2. The second part is intermediate cylinder containing discharge pipe and window. The discharge pipe allows the diluted liquid to flow out for subsequent detection or analysis. The window, marked with reference lines, enables real-time monitoring of the liquid level, allowing users to accurately assess the degree of dilution
3. The third part is connector with thread,this threaded connector links to the peristaltic pump hose and includes a built-in filter. The filter is designed to remove solid particles from the liquid, such as soil or other impurities, ensuring the purity and accuracy of the sample for subsequent analysis.
4. The fourth part is rotary paddle mixer with holes,this stirrer features a propeller-like design and perforations to enhance fluid flow. Its rotational motion ensures even mixing of soil and water, avoiding separation and preventing dead zones during the process. This makes it ideal for handling liquids of varying viscosities and concentrations, ensuring thorough mixing for different soil types.
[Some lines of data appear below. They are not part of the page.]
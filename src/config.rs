//! TOML configuration for the router and the task pipeline.
//!
//! Credentials never live in the file. Sections name the environment
//! variables to read instead, so a checked-in configuration stays free of
//! secrets.

use crate::router::services::{DEFAULT_MAX_CALL_DEPTH, RouterOptions};
use serde::{Deserialize, Serialize};
use std::path::{Path, PathBuf};
use std::time::Duration;
use thiserror::Error;

/// Top-level configuration.
#[derive(Debug, Clone, Default, PartialEq, Eq, Serialize, Deserialize)]
#[serde(default)]
pub struct SwitchboardConfig {
    /// Agent router settings.
    pub router: RouterConfig,
    /// Language model settings.
    pub llm: LlmConfig,
    /// Event intake settings.
    pub intake: IntakeConfig,
    /// `PostgreSQL` settings.
    pub database: DatabaseConfig,
}

impl SwitchboardConfig {
    /// Reads and parses a TOML file.
    ///
    /// # Errors
    ///
    /// Returns [`ConfigError::Io`] when the file cannot be read and
    /// [`ConfigError::Parse`] or [`ConfigError::Invalid`] when its contents
    /// are rejected.
    pub fn load(path: impl AsRef<Path>) -> Result<Self, ConfigError> {
        let file_path = path.as_ref();
        let text = std::fs::read_to_string(file_path).map_err(|source| ConfigError::Io {
            path: file_path.to_path_buf(),
            message: source.to_string(),
        })?;
        Self::from_toml_str(&text)
    }

    /// Parses TOML text.
    ///
    /// # Errors
    ///
    /// Returns [`ConfigError::Parse`] for malformed TOML and
    /// [`ConfigError::Invalid`] for values outside their allowed range.
    pub fn from_toml_str(text: &str) -> Result<Self, ConfigError> {
        let config: Self =
            toml::from_str(text).map_err(|err| ConfigError::Parse(err.to_string()))?;
        config.validate()?;
        Ok(config)
    }

    /// Checks values that the type system cannot express.
    ///
    /// # Errors
    ///
    /// Returns [`ConfigError::Invalid`] naming the first offending key.
    pub fn validate(&self) -> Result<(), ConfigError> {
        if self.router.max_call_depth == 0 {
            return Err(ConfigError::Invalid("router.max_call_depth must be positive"));
        }
        if self.llm.timeout_secs == 0 {
            return Err(ConfigError::Invalid("llm.timeout_secs must be positive"));
        }
        if self.intake.recent_task_limit == 0 {
            return Err(ConfigError::Invalid("intake.recent_task_limit must be positive"));
        }
        if self.database.pool_size == 0 {
            return Err(ConfigError::Invalid("database.pool_size must be positive"));
        }
        Ok(())
    }
}

/// Agent router settings.
#[derive(Debug, Clone, Copy, PartialEq, Eq, Serialize, Deserialize)]
#[serde(default)]
pub struct RouterConfig {
    /// Maximum nesting depth of internal agent and tool calls.
    pub max_call_depth: usize,
}

impl Default for RouterConfig {
    fn default() -> Self {
        Self {
            max_call_depth: DEFAULT_MAX_CALL_DEPTH,
        }
    }
}

impl From<RouterConfig> for RouterOptions {
    fn from(config: RouterConfig) -> Self {
        Self {
            max_call_depth: config.max_call_depth,
        }
    }
}

/// Language model settings for an `OpenAI`-compatible endpoint.
#[derive(Debug, Clone, PartialEq, Eq, Serialize, Deserialize)]
#[serde(default)]
pub struct LlmConfig {
    /// API base URL, without the `/chat/completions` suffix.
    pub base_url: String,
    /// Model name.
    pub model: String,
    /// Per-call timeout in seconds.
    pub timeout_secs: u64,
    /// Environment variable holding the API key.
    pub api_key_env: String,
}

impl Default for LlmConfig {
    fn default() -> Self {
        Self {
            base_url: "https://api.openai.com/v1".to_owned(),
            model: "gpt-4o-mini".to_owned(),
            timeout_secs: 30,
            api_key_env: "OPENAI_API_KEY".to_owned(),
        }
    }
}

impl LlmConfig {
    /// Returns the per-call timeout.
    #[must_use]
    pub const fn timeout(&self) -> Duration {
        Duration::from_secs(self.timeout_secs)
    }

    /// Reads the API key from the configured environment variable.
    ///
    /// Blank values count as absent.
    #[must_use]
    pub fn api_key(&self) -> Option<String> {
        self.api_key_from(|name| std::env::var(name).ok())
    }

    /// Resolves the API key through `lookup` instead of the process
    /// environment.
    #[must_use]
    pub fn api_key_from(&self, lookup: impl FnOnce(&str) -> Option<String>) -> Option<String> {
        lookup(&self.api_key_env)
            .map(|key| key.trim().to_owned())
            .filter(|key| !key.is_empty())
    }
}

/// Event intake settings.
#[derive(Debug, Clone, Copy, PartialEq, Eq, Serialize, Deserialize)]
#[serde(default)]
pub struct IntakeConfig {
    /// Number of recent tasks offered to the classifier as context.
    pub recent_task_limit: usize,
    /// Runs a cheap triage pass before full classification.
    pub triage: bool,
}

impl Default for IntakeConfig {
    fn default() -> Self {
        Self {
            recent_task_limit: 10,
            triage: false,
        }
    }
}

/// `PostgreSQL` settings.
#[derive(Debug, Clone, PartialEq, Eq, Serialize, Deserialize)]
#[serde(default)]
pub struct DatabaseConfig {
    /// Environment variable holding the connection URL.
    pub url_env: String,
    /// Maximum pooled connections.
    pub pool_size: u32,
}

impl Default for DatabaseConfig {
    fn default() -> Self {
        Self {
            url_env: "DATABASE_URL".to_owned(),
            pool_size: 8,
        }
    }
}

impl DatabaseConfig {
    /// Reads the connection URL from the configured environment variable.
    #[must_use]
    pub fn url(&self) -> Option<String> {
        std::env::var(&self.url_env)
            .ok()
            .filter(|url| !url.trim().is_empty())
    }
}

/// Errors raised while loading configuration.
#[derive(Debug, Clone, PartialEq, Eq, Error)]
pub enum ConfigError {
    /// The file could not be read.
    #[error("failed to read {}: {message}", .path.display())]
    Io {
        /// File that was read.
        path: PathBuf,
        /// Underlying I/O error.
        message: String,
    },

    /// The TOML was malformed or had the wrong shape.
    #[error("failed to parse configuration: {0}")]
    Parse(String),

    /// A value was outside its allowed range.
    #[error("invalid configuration: {0}")]
    Invalid(&'static str),
}
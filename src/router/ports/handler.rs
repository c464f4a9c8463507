//! Async handler traits plugged into the router.

use crate::router::context::AgentContext;
use crate::router::domain::AgentResult;
use crate::router::services::Next;
use async_trait::async_trait;
use serde_json::Value;

/// Terminal handler serving a path.
#[async_trait]
pub trait Agent: Send + Sync {
    /// Serves the request described by `ctx` and returns the agent output.
    ///
    /// # Errors
    ///
    /// Returns a [`crate::router::domain::RouterError`] when the agent fails,
    /// including errors propagated from sub-calls.
    async fn run(&self, ctx: &mut AgentContext<'_>) -> AgentResult<Value>;
}

/// Layer wrapping every handler whose path matches its pattern.
#[async_trait]
pub trait Middleware: Send + Sync {
    /// Handles the request, calling `next.run(ctx)` to continue the chain.
    ///
    /// Returning without calling `next` short-circuits the remaining layers
    /// and the handler.
    ///
    /// # Errors
    ///
    /// Returns a [`crate::router::domain::RouterError`] to abort the request.
    async fn handle(&self, ctx: &mut AgentContext<'_>, next: Next<'_>) -> AgentResult<Value>;
}

/// Schema-validated tool handler.
#[async_trait]
pub trait ToolHandler: Send + Sync {
    /// Runs the tool with parameters that already passed schema validation.
    ///
    /// # Errors
    ///
    /// Returns a [`crate::router::domain::RouterError`] when the tool fails.
    async fn call(&self, ctx: &mut AgentContext<'_>, params: Value) -> AgentResult<Value>;
}
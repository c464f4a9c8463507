//! Model-backed tool selector.

use super::prompts::{SELECT_PROMPT, SELECT_SYSTEM, render, selection_schema};
use super::structured::generate_validated;
use crate::router::domain::ToolDescriptor;
use crate::task::domain::{Task, ToolSelection};
use crate::task::ports::{ClassificationError, StructuredModel, ToolSelector};
use async_trait::async_trait;
use minijinja::context;
use std::sync::Arc;

/// Selector that asks a structured-output model which catalog tools to run
/// for a task.
#[derive(Debug)]
pub struct LlmToolSelector<M> {
    model: Arc<M>,
}

impl<M> Clone for LlmToolSelector<M> {
    fn clone(&self) -> Self {
        Self {
            model: Arc::clone(&self.model),
        }
    }
}

impl<M: StructuredModel> LlmToolSelector<M> {
    /// Creates a selector.
    #[must_use]
    pub const fn new(model: Arc<M>) -> Self {
        Self { model }
    }
}

#[async_trait]
impl<M: StructuredModel> ToolSelector for LlmToolSelector<M> {
    async fn select(
        &self,
        task: &Task,
        tools: &[ToolDescriptor],
    ) -> Result<ToolSelection, ClassificationError> {
        if tools.is_empty() {
            return Ok(ToolSelection {
                tool_calls: Vec::new(),
                notes: "No tools are available.".to_owned(),
            });
        }

        let catalog = serde_json::to_string_pretty(tools)
            .map_err(|err| ClassificationError::Prompt(err.to_string()))?;
        let task_json = serde_json::to_string_pretty(task)
            .map_err(|err| ClassificationError::Prompt(err.to_string()))?;
        let system = render(SELECT_SYSTEM, context! { tools => catalog })?;
        let prompt = render(SELECT_PROMPT, context! { task => task_json })?;

        let selection: ToolSelection = generate_validated(
            self.model.as_ref(),
            system,
            prompt,
            "tool_selection",
            selection_schema(),
        )
        .await?;

        if let Some(unknown) = selection
            .tool_calls
            .iter()
            .find(|call| !tools.iter().any(|tool| tool.name == call.tool_name))
        {
            return Err(ClassificationError::UnknownTool(unknown.tool_name.clone()));
        }
        Ok(selection)
    }
}
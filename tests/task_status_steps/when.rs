//! When steps for task status BDD scenarios.

use super::world::{MoveOutcome, TaskStatusWorld, run_async};
use rstest_bdd_macros::when;
use switchboard::task::domain::TaskStatus;

#[when(r#"the task moves to "{status}""#)]
fn task_moves(world: &mut TaskStatusWorld, status: String) -> Result<(), eyre::Report> {
    let task_id = world.task()?.id();
    match TaskStatus::try_from(status.as_str()) {
        Ok(target) => {
            let result = run_async(world.service.transition_task(task_id, target));
            world.record(result);
        }
        Err(err) => world.last_move = Some(MoveOutcome::Unparsed(err)),
    }
    Ok(())
}

#[when("the task is archived")]
fn task_is_archived(world: &mut TaskStatusWorld) -> Result<(), eyre::Report> {
    let task_id = world.task()?.id();
    let result = run_async(world.service.archive_task(task_id));
    world.record(result);
    Ok(())
}
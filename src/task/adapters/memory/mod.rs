//! In-memory adapters for task orchestration tests and local runs.

mod store;

pub use store::InMemoryTaskStore;
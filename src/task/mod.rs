//! Event-driven task orchestration.
//!
//! Inbound provider events are recorded once per provider identifier,
//! matched against standing event watchers, and classified into new or
//! existing tasks. Tasks are then driven to a terminal status by selecting
//! (and optionally executing) tools, with every step appended to a
//! per-task activity log whose sequence numbers are assigned atomically by
//! the store.
//!
//! - Domain types in [`domain`]
//! - Port contracts in [`ports`]
//! - Adapter implementations in [`adapters`]
//! - Orchestration services in [`services`]

pub mod adapters;
pub mod domain;
pub mod ports;
pub mod services;

#[cfg(test)]
mod tests;
//! Event intake: records inbound events and turns them into tasks.

use super::bounded;
use crate::task::{
    domain::{
        CanonicalEvent, ClassificationResult, Event, EventId, EventWatcher, MatchQuery,
        NewEventWatcher, NewTask, NewTaskPlan, Task, TaskDomainError, TaskId, TaskStatus,
        TaskSummary, TaskType, WorkspaceId,
    },
    ports::{ClassificationError, ClassificationRequest, StoreError, TaskClassifier, TaskStore},
};
use mockable::Clock;
use serde_json::Value;
use std::collections::HashSet;
use std::sync::Arc;
use std::time::Duration;
use thiserror::Error;
use tracing::{info, warn};

/// Default number of recent tasks offered to the classifier.
pub const DEFAULT_RECENT_TASK_LIMIT: usize = 10;

const DEFAULT_CLASSIFICATION_TIMEOUT: Duration = Duration::from_secs(30);
const LAST_AI_NOTE_KEY: &str = "last_ai_note";

/// Canonical event delivered for a set of workspaces.
#[derive(Debug, Clone, PartialEq)]
pub struct IncomingEvent {
    /// Normalised event.
    pub event: CanonicalEvent,
    /// Workspaces the event was delivered to.
    pub workspace_ids: Vec<WorkspaceId>,
}

impl IncomingEvent {
    /// Creates an incoming event.
    #[must_use]
    pub const fn new(event: CanonicalEvent, workspace_ids: Vec<WorkspaceId>) -> Self {
        Self {
            event,
            workspace_ids,
        }
    }
}

/// Outcome of processing one incoming event.
#[derive(Debug, Clone, PartialEq)]
pub struct IntakeReport {
    /// Stored event, or the previously stored one for duplicates.
    pub event_id: EventId,
    /// `true` when the event had already been ingested and was skipped.
    pub duplicate: bool,
    /// Tasks activated by the event, without repeats, in first-seen order.
    pub tasks: Vec<Task>,
}

/// Errors raised by event intake.
#[derive(Debug, Clone, Error)]
pub enum IntakeError {
    /// The event was delivered to no workspace.
    #[error("incoming event names no workspace")]
    NoWorkspaces,

    /// Domain validation failed.
    #[error(transparent)]
    Domain(#[from] TaskDomainError),

    /// Store operation failed.
    #[error(transparent)]
    Store(#[from] StoreError),

    /// Classification failed; the event was marked failed.
    #[error("classification of event {event_id} failed: {source}")]
    Classification {
        /// Event being classified.
        event_id: EventId,
        /// Underlying failure.
        source: ClassificationError,
    },
}

/// Orchestrates recording, watcher matching, and classification of inbound
/// events.
pub struct EventIntakeService<S, C>
where
    S: TaskStore,
    C: Clock + Send + Sync,
{
    store: Arc<S>,
    clock: Arc<C>,
    classifier: Option<Arc<dyn TaskClassifier>>,
    recent_task_limit: usize,
    classification_timeout: Duration,
}

impl<S, C> EventIntakeService<S, C>
where
    S: TaskStore,
    C: Clock + Send + Sync,
{
    /// Creates a service that only matches watchers.
    #[must_use]
    pub const fn new(store: Arc<S>, clock: Arc<C>) -> Self {
        Self {
            store,
            clock,
            classifier: None,
            recent_task_limit: DEFAULT_RECENT_TASK_LIMIT,
            classification_timeout: DEFAULT_CLASSIFICATION_TIMEOUT,
        }
    }

    /// Enables classification.
    #[must_use]
    pub fn with_classifier(mut self, classifier: Arc<dyn TaskClassifier>) -> Self {
        self.classifier = Some(classifier);
        self
    }

    /// Sets how many recent tasks are offered as context.
    #[must_use]
    pub const fn with_recent_task_limit(mut self, limit: usize) -> Self {
        self.recent_task_limit = limit;
        self
    }

    /// Sets the limit for one classification call.
    #[must_use]
    pub const fn with_classification_timeout(mut self, limit: Duration) -> Self {
        self.classification_timeout = limit;
        self
    }

    /// Records `incoming` and returns the tasks it activates.
    ///
    /// Provider events that were already ingested are skipped. Once the event
    /// is stored, any failure marks it `failed` with the error as its notes.
    ///
    /// # Errors
    ///
    /// Returns [`IntakeError::NoWorkspaces`] for events without workspaces,
    /// [`IntakeError::Classification`] when the classifier fails or times
    /// out, and store or domain errors otherwise.
    pub async fn process_incoming_event(
        &self,
        incoming: IncomingEvent,
    ) -> Result<IntakeReport, IntakeError> {
        let IncomingEvent {
            event: canonical,
            workspace_ids,
        } = incoming;
        if workspace_ids.is_empty() {
            return Err(IntakeError::NoWorkspaces);
        }

        let mut event = Event::record(&canonical, workspace_ids, &*self.clock)?;
        match self.store.store_event(&event).await {
            Ok(()) => {}
            Err(StoreError::DuplicateProviderEvent { existing }) => {
                info!(
                    event_id = %existing,
                    provider = %canonical.provider,
                    "skipping duplicate event"
                );
                return Ok(IntakeReport {
                    event_id: existing,
                    duplicate: true,
                    tasks: Vec::new(),
                });
            }
            Err(err) => return Err(err.into()),
        }
        let event_id = event.id();
        info!(
            %event_id,
            provider = %canonical.provider,
            event_type = %canonical.event_type,
            "event recorded"
        );

        match self.activate_tasks(&event, &canonical).await {
            Ok((tasks, notes)) => {
                event.mark_classified(notes)?;
                self.store.update_event(&event).await?;
                info!(%event_id, tasks = tasks.len(), "event classified");
                Ok(IntakeReport {
                    event_id,
                    duplicate: false,
                    tasks,
                })
            }
            Err(err) => {
                warn!(%event_id, error = %err, "event processing failed");
                event.mark_failed(err.to_string())?;
                self.store.update_event(&event).await?;
                Err(err)
            }
        }
    }

    async fn activate_tasks(
        &self,
        event: &Event,
        canonical: &CanonicalEvent,
    ) -> Result<(Vec<Task>, String), IntakeError> {
        let context_task = match canonical.context_task_id() {
            Some(task_id) => self.store.find_task(task_id).await?,
            None => None,
        };

        // Nothing is written until every workspace has been classified.
        let mut tasks = Vec::new();
        let mut classified = Vec::new();
        for workspace_id in event.workspace_ids() {
            tasks.extend(self.watched_tasks(workspace_id, canonical).await?);
            match self.classifier.as_deref() {
                Some(classifier) => {
                    let classification = self
                        .classify(
                            classifier,
                            workspace_id,
                            event,
                            canonical,
                            context_task.as_ref(),
                        )
                        .await?;
                    classified.push((workspace_id, classification));
                }
                None => warn!(%workspace_id, "no classifier configured; skipping classification"),
            }
        }

        let mut notes = Vec::new();
        for (workspace_id, classification) in classified {
            if !classification.notes.is_empty() {
                notes.push(classification.notes.clone());
            }
            tasks.extend(
                self.apply_classification(workspace_id, event, canonical, classification)
                    .await?,
            );
        }

        let activated = dedup_by_id(tasks);
        let summary = if notes.is_empty() {
            format!("Activated {} task(s).", activated.len())
        } else {
            notes.join("\n")
        };
        Ok((activated, summary))
    }

    async fn classify(
        &self,
        classifier: &dyn TaskClassifier,
        workspace_id: &WorkspaceId,
        event: &Event,
        canonical: &CanonicalEvent,
        context_task: Option<&Task>,
    ) -> Result<ClassificationResult, IntakeError> {
        let recent_tasks = self
            .recent_tasks(workspace_id, canonical, context_task)
            .await?;
        let request = ClassificationRequest {
            event: canonical.clone(),
            recent_tasks,
            now: self.clock.utc(),
        };
        bounded(self.classification_timeout, classifier.classify(request))
            .await
            .map_err(|source| IntakeError::Classification {
                event_id: event.id(),
                source,
            })
    }

    async fn watched_tasks(
        &self,
        workspace_id: &WorkspaceId,
        canonical: &CanonicalEvent,
    ) -> Result<Vec<Task>, IntakeError> {
        let Some(payload) = canonical
            .original_payload
            .as_ref()
            .filter(|value| value.is_object())
        else {
            return Ok(Vec::new());
        };
        let candidates = self
            .store
            .find_watcher_candidates(workspace_id, &canonical.provider, &canonical.event_type)
            .await?;

        let mut tasks = Vec::new();
        for watcher in candidates.iter().filter(|watcher| watcher.matches_payload(payload)) {
            match self.store.find_task(watcher.task_id()).await? {
                Some(task) if task.status() != TaskStatus::Archived => tasks.push(task),
                Some(_) => {}
                None => warn!(
                    watcher_id = %watcher.id(),
                    task_id = %watcher.task_id(),
                    "watcher references a missing task"
                ),
            }
        }
        Ok(tasks)
    }

    async fn recent_tasks(
        &self,
        workspace_id: &WorkspaceId,
        canonical: &CanonicalEvent,
        context_task: Option<&Task>,
    ) -> Result<Vec<TaskSummary>, IntakeError> {
        if let Some(task) = context_task {
            return Ok(vec![task.summary()]);
        }
        let recent = self
            .store
            .find_recent_tasks(workspace_id, Some(&canonical.provider), self.recent_task_limit)
            .await?;
        Ok(recent.iter().map(Task::summary).collect())
    }

    async fn apply_classification(
        &self,
        workspace_id: &WorkspaceId,
        event: &Event,
        canonical: &CanonicalEvent,
        classification: ClassificationResult,
    ) -> Result<Vec<Task>, IntakeError> {
        let ClassificationResult {
            new_tasks,
            existing_task_ids,
            notes,
        } = classification;

        let mut tasks = Vec::with_capacity(new_tasks.len() + existing_task_ids.len());
        for plan in new_tasks {
            let task = self
                .create_planned_task(workspace_id, event, canonical, plan)
                .await?;
            tasks.push(task);
        }
        for task_id in existing_task_ids {
            if let Some(task) = self.annotate_existing(task_id, &notes).await? {
                tasks.push(task);
            }
        }
        Ok(tasks)
    }

    async fn create_planned_task(
        &self,
        workspace_id: &WorkspaceId,
        event: &Event,
        canonical: &CanonicalEvent,
        plan: NewTaskPlan,
    ) -> Result<Task, IntakeError> {
        let NewTaskPlan {
            name,
            description,
            priority,
            input,
            scheduled_for,
            watcher,
        } = plan;

        let task_type = match (&watcher, scheduled_for) {
            (Some(_), _) => TaskType::Watcher,
            (None, Some(_)) => TaskType::Scheduled,
            (None, None) => TaskType::Default,
        };
        let mut new_task = NewTask::new(workspace_id.clone(), name)
            .with_task_type(task_type)
            .with_priority(priority)
            .with_ai_description(description)
            .with_provider_name(canonical.provider.clone())
            .with_triggering_event(event.id());
        if let Some(value) = input {
            new_task = new_task.with_input(value);
        }
        if let Some(due) = scheduled_for {
            new_task = new_task
                .with_scheduled_for(due)
                .with_status(TaskStatus::Scheduled);
        }

        let task = Task::create(new_task, &*self.clock)?;
        self.store.store_task(&task).await?;
        info!(
            task_id = %task.id(),
            task_type = task.task_type().as_str(),
            "task created from event"
        );

        if let Some(plan) = watcher {
            let query = MatchQuery::new(Value::Object(plan.match_query))?;
            let new_watcher = NewEventWatcher::new(
                task.id(),
                workspace_id.clone(),
                plan.provider_name,
                plan.event_type,
                query,
            );
            let stored = EventWatcher::create(new_watcher, &*self.clock);
            self.store.store_watcher(&stored).await?;
            info!(task_id = %task.id(), watcher_id = %stored.id(), "watcher created");
        }
        Ok(task)
    }

    async fn annotate_existing(
        &self,
        task_id: TaskId,
        notes: &str,
    ) -> Result<Option<Task>, IntakeError> {
        let Some(mut task) = self.store.find_task(task_id).await? else {
            warn!(%task_id, "classifier referenced a missing task");
            return Ok(None);
        };
        task.annotate(LAST_AI_NOTE_KEY, Value::String(notes.to_owned()), &*self.clock);
        self.store.update_task(&task).await?;
        Ok(Some(task))
    }
}

fn dedup_by_id(tasks: Vec<Task>) -> Vec<Task> {
    let mut seen = HashSet::new();
    tasks
        .into_iter()
        .filter(|task| seen.insert(task.id()))
        .collect()
}
//! Tool selection port.

use super::ClassificationError;
use crate::router::domain::ToolDescriptor;
use crate::task::domain::{Task, ToolSelection};
use async_trait::async_trait;

/// Chooses the tool calls that accomplish a task.
#[async_trait]
pub trait ToolSelector: Send + Sync {
    /// Selects an ordered, possibly empty list of calls from `tools`.
    ///
    /// # Errors
    ///
    /// Returns [`ClassificationError`] when the model fails, its output is
    /// malformed, or it names a tool outside `tools`.
    async fn select(
        &self,
        task: &Task,
        tools: &[ToolDescriptor],
    ) -> Result<ToolSelection, ClassificationError>;
}
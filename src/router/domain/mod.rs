//! Domain types for agent routing.
//!
//! Pure value types: route patterns and matching, JSON schema validation,
//! tool definitions, and routing errors.

mod error;
mod path;
mod schema;
mod tool;

pub use error::{AgentResult, RouterDomainError, RouterError};
pub use path::{
    RouteMatch, RoutePattern, Specificity, WILDCARD_PARAM, join_paths, normalize_path,
    resolve_path, split_path,
};
pub use schema::{JsonSchema, SchemaViolation, SchemaViolations};
pub use tool::{ToolDescriptor, ToolSpec, tool_name_for_path};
5. The fifth part is driving base,this component powers the rotary paddle mixer, driving the stirring motion to ensure uniform dispersion of particles and a well-mixed solution.
Peristaltic pumps
Figure 7. Peristaltic pump. (gif)The peristaltic pump is a key component for liquid transfer and precise control. The difference between our designed peristaltic pump and traditional ones is that we have increased the size of the rollers, allowing it to simultaneously squeeze five silicone tubes. This design is suitable for repeated experiments, enhancing the scientific reliability and accuracy of the results.
Our designed peristaltic pump can be divided into three parts: the pump casing, the drive mechanism, and the tubing. The pump's casing and rollers tightly compress the tubing, and as the rollers rotate, they alternately compress and release the tubing to pump fluid. With the rotation of the rollers, the tubing returns to its original shape, creating negative pressure at the pump inlet, which drives the liquid flow and fills the tubing, thus achieving fluid transfer. By controlling the parameters of the stepper motor in the drive mechanism, we can adjust the pump's flow rate for precise liquid measurement.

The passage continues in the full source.